▸ Exercise directions: Where in the data below does the word "BackendStream" appear? Copy every line that has it.

Segment Start: The records

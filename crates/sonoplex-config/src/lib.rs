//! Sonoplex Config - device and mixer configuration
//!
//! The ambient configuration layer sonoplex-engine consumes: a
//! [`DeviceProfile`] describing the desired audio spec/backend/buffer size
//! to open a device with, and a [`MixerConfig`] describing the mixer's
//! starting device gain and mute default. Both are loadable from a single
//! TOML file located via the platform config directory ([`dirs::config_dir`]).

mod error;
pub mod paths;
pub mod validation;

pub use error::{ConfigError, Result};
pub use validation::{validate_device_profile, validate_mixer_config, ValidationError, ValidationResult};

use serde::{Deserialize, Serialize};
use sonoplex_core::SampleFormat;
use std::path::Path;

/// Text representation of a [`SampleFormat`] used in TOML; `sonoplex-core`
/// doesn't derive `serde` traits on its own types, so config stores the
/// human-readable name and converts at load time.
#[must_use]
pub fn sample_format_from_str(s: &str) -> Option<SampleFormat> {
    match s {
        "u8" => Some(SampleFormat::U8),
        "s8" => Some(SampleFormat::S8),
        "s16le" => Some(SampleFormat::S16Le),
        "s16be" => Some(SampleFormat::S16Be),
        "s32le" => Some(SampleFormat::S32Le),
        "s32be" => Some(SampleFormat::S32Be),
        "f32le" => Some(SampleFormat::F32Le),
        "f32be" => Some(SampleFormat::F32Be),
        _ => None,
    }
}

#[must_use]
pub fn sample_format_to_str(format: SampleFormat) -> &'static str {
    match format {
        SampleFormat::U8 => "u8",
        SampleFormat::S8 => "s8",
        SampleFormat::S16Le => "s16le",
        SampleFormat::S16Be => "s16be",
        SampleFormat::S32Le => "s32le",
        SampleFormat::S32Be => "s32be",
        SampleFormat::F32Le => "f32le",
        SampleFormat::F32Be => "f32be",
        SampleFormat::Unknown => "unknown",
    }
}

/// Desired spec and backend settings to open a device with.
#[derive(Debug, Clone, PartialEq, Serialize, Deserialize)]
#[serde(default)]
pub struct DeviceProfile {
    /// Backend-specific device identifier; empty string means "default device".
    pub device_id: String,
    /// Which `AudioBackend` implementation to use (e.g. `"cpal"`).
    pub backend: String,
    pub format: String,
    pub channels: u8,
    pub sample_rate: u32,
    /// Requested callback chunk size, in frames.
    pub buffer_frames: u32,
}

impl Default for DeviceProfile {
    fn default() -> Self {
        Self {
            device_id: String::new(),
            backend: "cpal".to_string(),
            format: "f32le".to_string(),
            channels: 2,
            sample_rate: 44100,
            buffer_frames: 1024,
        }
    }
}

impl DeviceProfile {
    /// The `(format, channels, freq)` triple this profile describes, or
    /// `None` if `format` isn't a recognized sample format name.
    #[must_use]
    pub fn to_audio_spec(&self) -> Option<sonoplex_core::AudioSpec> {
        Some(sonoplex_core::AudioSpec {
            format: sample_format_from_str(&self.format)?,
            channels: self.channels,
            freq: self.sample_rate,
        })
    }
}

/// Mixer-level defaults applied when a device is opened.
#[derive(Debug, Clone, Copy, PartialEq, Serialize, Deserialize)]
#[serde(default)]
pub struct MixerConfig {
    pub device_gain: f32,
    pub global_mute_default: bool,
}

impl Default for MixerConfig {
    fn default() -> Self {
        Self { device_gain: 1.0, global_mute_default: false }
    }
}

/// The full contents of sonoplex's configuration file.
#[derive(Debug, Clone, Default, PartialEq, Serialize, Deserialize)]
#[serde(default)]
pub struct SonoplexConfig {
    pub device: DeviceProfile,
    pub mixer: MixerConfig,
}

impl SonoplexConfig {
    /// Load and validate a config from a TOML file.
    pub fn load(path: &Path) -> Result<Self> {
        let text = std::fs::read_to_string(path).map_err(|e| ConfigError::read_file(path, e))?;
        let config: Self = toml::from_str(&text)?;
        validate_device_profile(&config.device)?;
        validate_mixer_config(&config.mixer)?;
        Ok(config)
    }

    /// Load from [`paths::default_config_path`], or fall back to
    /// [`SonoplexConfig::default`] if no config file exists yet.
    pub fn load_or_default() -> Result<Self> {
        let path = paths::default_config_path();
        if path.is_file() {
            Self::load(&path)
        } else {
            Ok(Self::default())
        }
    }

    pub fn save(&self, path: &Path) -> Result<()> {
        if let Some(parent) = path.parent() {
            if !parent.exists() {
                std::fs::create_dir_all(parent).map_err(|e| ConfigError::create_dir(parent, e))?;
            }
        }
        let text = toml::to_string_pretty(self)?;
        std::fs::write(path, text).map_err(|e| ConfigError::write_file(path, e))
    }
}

Segment End: The records
Segment Start: The records

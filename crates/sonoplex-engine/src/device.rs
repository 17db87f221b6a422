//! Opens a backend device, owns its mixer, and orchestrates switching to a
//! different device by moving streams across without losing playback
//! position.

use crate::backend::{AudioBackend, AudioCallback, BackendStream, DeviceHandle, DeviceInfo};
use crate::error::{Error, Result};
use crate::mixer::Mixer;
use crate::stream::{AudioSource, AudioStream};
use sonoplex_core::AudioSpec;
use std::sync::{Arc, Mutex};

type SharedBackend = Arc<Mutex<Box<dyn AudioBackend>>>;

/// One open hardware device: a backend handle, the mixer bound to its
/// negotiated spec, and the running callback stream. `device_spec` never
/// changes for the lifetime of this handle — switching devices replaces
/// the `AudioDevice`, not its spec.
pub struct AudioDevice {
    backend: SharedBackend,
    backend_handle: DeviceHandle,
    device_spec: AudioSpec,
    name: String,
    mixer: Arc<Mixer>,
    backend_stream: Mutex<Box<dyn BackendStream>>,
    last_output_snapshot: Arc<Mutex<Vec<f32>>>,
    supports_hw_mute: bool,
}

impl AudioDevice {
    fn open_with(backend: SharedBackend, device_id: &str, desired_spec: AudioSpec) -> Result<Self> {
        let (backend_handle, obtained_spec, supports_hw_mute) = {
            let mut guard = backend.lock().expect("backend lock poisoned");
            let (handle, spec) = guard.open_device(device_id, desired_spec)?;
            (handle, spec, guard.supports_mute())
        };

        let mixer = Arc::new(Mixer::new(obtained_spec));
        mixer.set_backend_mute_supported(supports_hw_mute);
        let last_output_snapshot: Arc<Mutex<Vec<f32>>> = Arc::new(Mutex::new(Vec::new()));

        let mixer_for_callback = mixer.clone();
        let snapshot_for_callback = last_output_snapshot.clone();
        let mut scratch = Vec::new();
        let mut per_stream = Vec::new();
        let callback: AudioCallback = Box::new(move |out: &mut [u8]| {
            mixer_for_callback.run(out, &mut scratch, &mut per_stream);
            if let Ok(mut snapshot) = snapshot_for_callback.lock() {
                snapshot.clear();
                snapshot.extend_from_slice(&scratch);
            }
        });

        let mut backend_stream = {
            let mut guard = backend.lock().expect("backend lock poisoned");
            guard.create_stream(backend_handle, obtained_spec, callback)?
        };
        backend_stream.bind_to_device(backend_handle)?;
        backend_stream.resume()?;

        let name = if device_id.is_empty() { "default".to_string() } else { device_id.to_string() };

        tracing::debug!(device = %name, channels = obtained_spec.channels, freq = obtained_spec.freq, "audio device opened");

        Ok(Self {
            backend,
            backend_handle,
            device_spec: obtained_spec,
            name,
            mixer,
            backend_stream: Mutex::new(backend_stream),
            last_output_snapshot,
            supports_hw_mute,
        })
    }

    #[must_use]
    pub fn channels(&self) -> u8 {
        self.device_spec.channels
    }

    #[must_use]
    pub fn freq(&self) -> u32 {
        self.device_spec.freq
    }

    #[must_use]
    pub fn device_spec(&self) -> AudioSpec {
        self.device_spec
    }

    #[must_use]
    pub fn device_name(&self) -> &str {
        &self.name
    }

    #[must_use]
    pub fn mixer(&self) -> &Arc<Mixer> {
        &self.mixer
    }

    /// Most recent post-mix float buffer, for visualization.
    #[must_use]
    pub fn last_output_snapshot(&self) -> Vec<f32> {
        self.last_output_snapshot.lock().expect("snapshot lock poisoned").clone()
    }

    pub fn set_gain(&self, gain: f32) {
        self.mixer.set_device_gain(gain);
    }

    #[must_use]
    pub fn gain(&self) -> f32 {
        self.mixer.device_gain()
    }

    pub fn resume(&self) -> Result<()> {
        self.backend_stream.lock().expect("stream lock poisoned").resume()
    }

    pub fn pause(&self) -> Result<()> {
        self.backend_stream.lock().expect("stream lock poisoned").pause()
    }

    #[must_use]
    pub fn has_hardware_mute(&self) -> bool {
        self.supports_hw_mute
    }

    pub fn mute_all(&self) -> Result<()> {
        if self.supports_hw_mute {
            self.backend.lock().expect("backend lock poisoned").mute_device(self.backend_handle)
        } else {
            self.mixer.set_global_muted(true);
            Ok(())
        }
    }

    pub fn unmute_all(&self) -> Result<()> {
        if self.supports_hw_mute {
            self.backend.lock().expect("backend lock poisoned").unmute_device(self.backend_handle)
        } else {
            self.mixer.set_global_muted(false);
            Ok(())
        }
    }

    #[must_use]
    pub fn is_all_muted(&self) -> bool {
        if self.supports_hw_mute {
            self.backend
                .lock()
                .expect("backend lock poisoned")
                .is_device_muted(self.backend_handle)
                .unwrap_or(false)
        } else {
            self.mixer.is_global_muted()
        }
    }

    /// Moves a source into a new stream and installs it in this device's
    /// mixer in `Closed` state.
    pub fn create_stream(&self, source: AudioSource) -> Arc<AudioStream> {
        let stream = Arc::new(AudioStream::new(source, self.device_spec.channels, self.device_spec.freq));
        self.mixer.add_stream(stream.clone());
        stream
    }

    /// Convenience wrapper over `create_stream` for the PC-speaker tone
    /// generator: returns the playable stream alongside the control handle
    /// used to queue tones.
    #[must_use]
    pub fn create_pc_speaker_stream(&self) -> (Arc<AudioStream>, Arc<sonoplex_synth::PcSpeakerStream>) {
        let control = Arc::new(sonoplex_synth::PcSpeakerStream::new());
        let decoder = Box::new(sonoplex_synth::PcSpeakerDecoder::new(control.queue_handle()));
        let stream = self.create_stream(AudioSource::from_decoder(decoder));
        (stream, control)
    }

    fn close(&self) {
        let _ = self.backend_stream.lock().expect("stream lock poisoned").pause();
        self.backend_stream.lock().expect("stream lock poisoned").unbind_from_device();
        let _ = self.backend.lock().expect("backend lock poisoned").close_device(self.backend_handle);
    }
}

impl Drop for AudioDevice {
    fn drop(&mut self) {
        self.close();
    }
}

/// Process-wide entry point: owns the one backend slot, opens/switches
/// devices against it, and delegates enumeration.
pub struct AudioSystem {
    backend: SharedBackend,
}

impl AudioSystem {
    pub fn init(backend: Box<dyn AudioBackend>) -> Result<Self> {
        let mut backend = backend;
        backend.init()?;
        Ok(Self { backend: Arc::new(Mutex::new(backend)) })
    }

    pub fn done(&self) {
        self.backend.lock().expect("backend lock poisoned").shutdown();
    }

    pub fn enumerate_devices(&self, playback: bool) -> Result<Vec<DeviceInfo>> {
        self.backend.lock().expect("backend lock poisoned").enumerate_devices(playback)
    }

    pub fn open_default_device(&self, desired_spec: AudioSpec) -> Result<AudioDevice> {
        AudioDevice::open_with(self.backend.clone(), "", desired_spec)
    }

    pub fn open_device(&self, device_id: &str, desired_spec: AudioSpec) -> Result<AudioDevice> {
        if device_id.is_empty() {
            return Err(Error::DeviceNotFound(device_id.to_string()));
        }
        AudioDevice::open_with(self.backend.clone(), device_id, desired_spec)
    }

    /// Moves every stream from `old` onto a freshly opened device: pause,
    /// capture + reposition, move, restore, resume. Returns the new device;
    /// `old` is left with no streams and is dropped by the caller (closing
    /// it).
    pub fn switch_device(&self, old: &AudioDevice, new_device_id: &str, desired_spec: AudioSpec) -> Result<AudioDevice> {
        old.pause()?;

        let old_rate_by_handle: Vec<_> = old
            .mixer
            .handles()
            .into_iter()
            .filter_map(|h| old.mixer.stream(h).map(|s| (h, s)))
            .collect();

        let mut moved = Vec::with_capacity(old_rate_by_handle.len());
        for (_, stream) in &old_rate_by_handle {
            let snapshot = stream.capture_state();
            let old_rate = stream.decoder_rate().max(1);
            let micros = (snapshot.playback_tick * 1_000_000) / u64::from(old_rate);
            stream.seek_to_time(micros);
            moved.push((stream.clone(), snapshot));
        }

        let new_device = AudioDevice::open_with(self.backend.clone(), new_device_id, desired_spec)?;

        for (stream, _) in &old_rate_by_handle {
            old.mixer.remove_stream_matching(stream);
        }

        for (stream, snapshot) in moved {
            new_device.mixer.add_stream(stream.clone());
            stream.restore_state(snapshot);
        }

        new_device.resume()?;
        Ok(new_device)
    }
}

Segment End: The records

▸ Output of the task:
use crate::backend::{AudioBackend, AudioCallback, BackendStream, DeviceHandle, DeviceInfo};
    backend_stream: Mutex<Box<dyn BackendStream>>,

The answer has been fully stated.